その名は《風刃翼》――風を纏い、高速で斬り裂く飛行系魔物だ。
「っ、来たか!」
蒼真は素早く凛花を背に庇い、腰の短剣を引き抜く。
「影縫い、展開!」
地面に落ちる自身の影から黒い紐のような魔力が伸び、風刃翼の動きを一時的に拘束する。
が、次の瞬間――
「くっ……斬られた!?」
影縫いの拘束ごと、風の刃が切り裂いた。高密度の風魔法が、影そのものを断ち切る。
「お兄ちゃん、来るよ!」
凛花が指を弾くと、炎が空に舞い、爆ぜるように炸裂する。《陽焰の導火》――火の紋術で目くらましと誘導を行う支援術だ。
蒼真はそれに乗じて、再び跳躍する。
「斬烈――“疾風閃”!」
これまでの直線的な斬撃「斬烈」に、“風”を纏う術式を加えたことで、空中での斬撃に機動性が加わる。
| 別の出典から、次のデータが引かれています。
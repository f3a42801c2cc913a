use super::shutdown::ShutdownCoordinator;
use crate::errors::handlers::not_found;
use axum::{Json, Router, routing::get};
use core_config::server::ServerConfig;
use std::future::Future;
use std::io;
use tower_http::compression::CompressionLayer;
use tower_http::cors::CorsLayer;
use tower_http::trace::{DefaultMakeSpan, DefaultOnResponse, TraceLayer};
use tracing::{Level, info, warn};
use utoipa::OpenApi;

/// Wrap `apis` with API documentation and the shared middleware stack.
///
/// - `/scalar` and `/redoc` UIs, raw document at `/api-docs/openapi.json`
/// - request tracing, permissive CORS, response compression
/// - JSON 404 fallback
///
/// `apis` is merged at the root, so domain routers own their full paths.
pub fn create_router<T>(apis: Router) -> Router
where
    T: OpenApi + 'static,
{
    use utoipa_redoc::{Redoc, Servable as RedocServable};
    use utoipa_scalar::{Scalar, Servable as ScalarServable};

    Router::new()
        .merge(Scalar::with_url("/scalar", T::openapi()))
        .merge(Redoc::with_url("/redoc", T::openapi()))
        .route("/api-docs/openapi.json", get(|| async { Json(T::openapi()) }))
        .merge(apis)
        .fallback(not_found)
        .layer(
            TraceLayer::new_for_http()
                .make_span_with(DefaultMakeSpan::new().level(Level::INFO))
                .on_response(DefaultOnResponse::new().level(Level::INFO)),
        )
        .layer(CorsLayer::permissive())
        .layer(CompressionLayer::new())
}

/// Serve `router` until SIGINT/SIGTERM, then run `cleanup` bounded by
/// `server_config.shutdown_timeout`.
pub async fn create_production_app<F>(
    router: Router,
    server_config: &ServerConfig,
    cleanup: F,
) -> io::Result<()>
where
    F: Future<Output = ()> + Send + 'static,
{
    let shutdown_timeout = server_config.shutdown_timeout;
    let (coordinator, mut shutdown_rx) = ShutdownCoordinator::new();

    let listener = tokio::net::TcpListener::bind(server_config.address()).await?;
    info!(address = %listener.local_addr()?, "Server listening");

    let cleanup_handle = tokio::spawn(async move {
        let _ = shutdown_rx.recv().await;

        info!(?shutdown_timeout, "Running cleanup");
        match tokio::time::timeout(shutdown_timeout, cleanup).await {
            Ok(()) => info!("Cleanup completed"),
            Err(_) => warn!(?shutdown_timeout, "Cleanup timed out, forcing shutdown"),
        }
    });

    let signal_coordinator = coordinator.clone();
    let serve_result = axum::serve(listener, router.into_make_service())
        .with_graceful_shutdown(async move { signal_coordinator.wait_for_signal().await })
        .await
        .inspect_err(|e| tracing::error!(error = %e, "Server error"));

    // Serve can end without a signal (listener error); cleanup still has to run
    coordinator.shutdown();
    cleanup_handle.await.ok();

    serve_result
}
風刃翼の腹部に切り込みが入り、風が逆流して一時的に動きを失う。
「おにいちゃん、今!」
凛花が叫ぶと、蒼真は――ポケットから、ある石片を取り出した。
それはクロエが渡した、“記録の記憶片”。
握ることで、その場の“記録の力”を借りることができる特別なアイテムだ。
「一度だけだって言ってたけど――今しかない!」
《記録共鳴――起動》
蒼真の身体を光の紋が包む。身体能力が大幅に強化され、動きが風そのもののように軽やかになる。
「――“嵐穿・斬影”!」
斬烈、疾風閃、そして影縫いの要素を組み合わせた新技。
風の流れを読むことで“影”の位置を瞬時に変え、それを結び、連続する斬撃へと変化させる。
風刃翼が風と共に消え去るように砕け散る。
「やった……!」
息を切らしながら着地した蒼真に、凛花が駆け寄る。
「お兄ちゃん、すごかった! あの光――記録の力?」
「……ああ。でも、これが使えるのはもうしばらく先だな。負担がすごい……足も少し痺れてる」
クロエが近づき、静かに言った。
「記録の力は本来、守人でも長時間は扱えません。あなたは……本当に、特別な存在なのですね」
その言葉に、蒼真は静かに笑った。
「特別なんかじゃないよ。俺はただ、凛花を守りたいだけなんだ」
クロエは目を細めた。
「……その想いが、記録を動かす力になったのかもしれませんね」
風の渓谷の奥。次なる“原記録”の地へと続く道を前に、兄妹の旅は続く。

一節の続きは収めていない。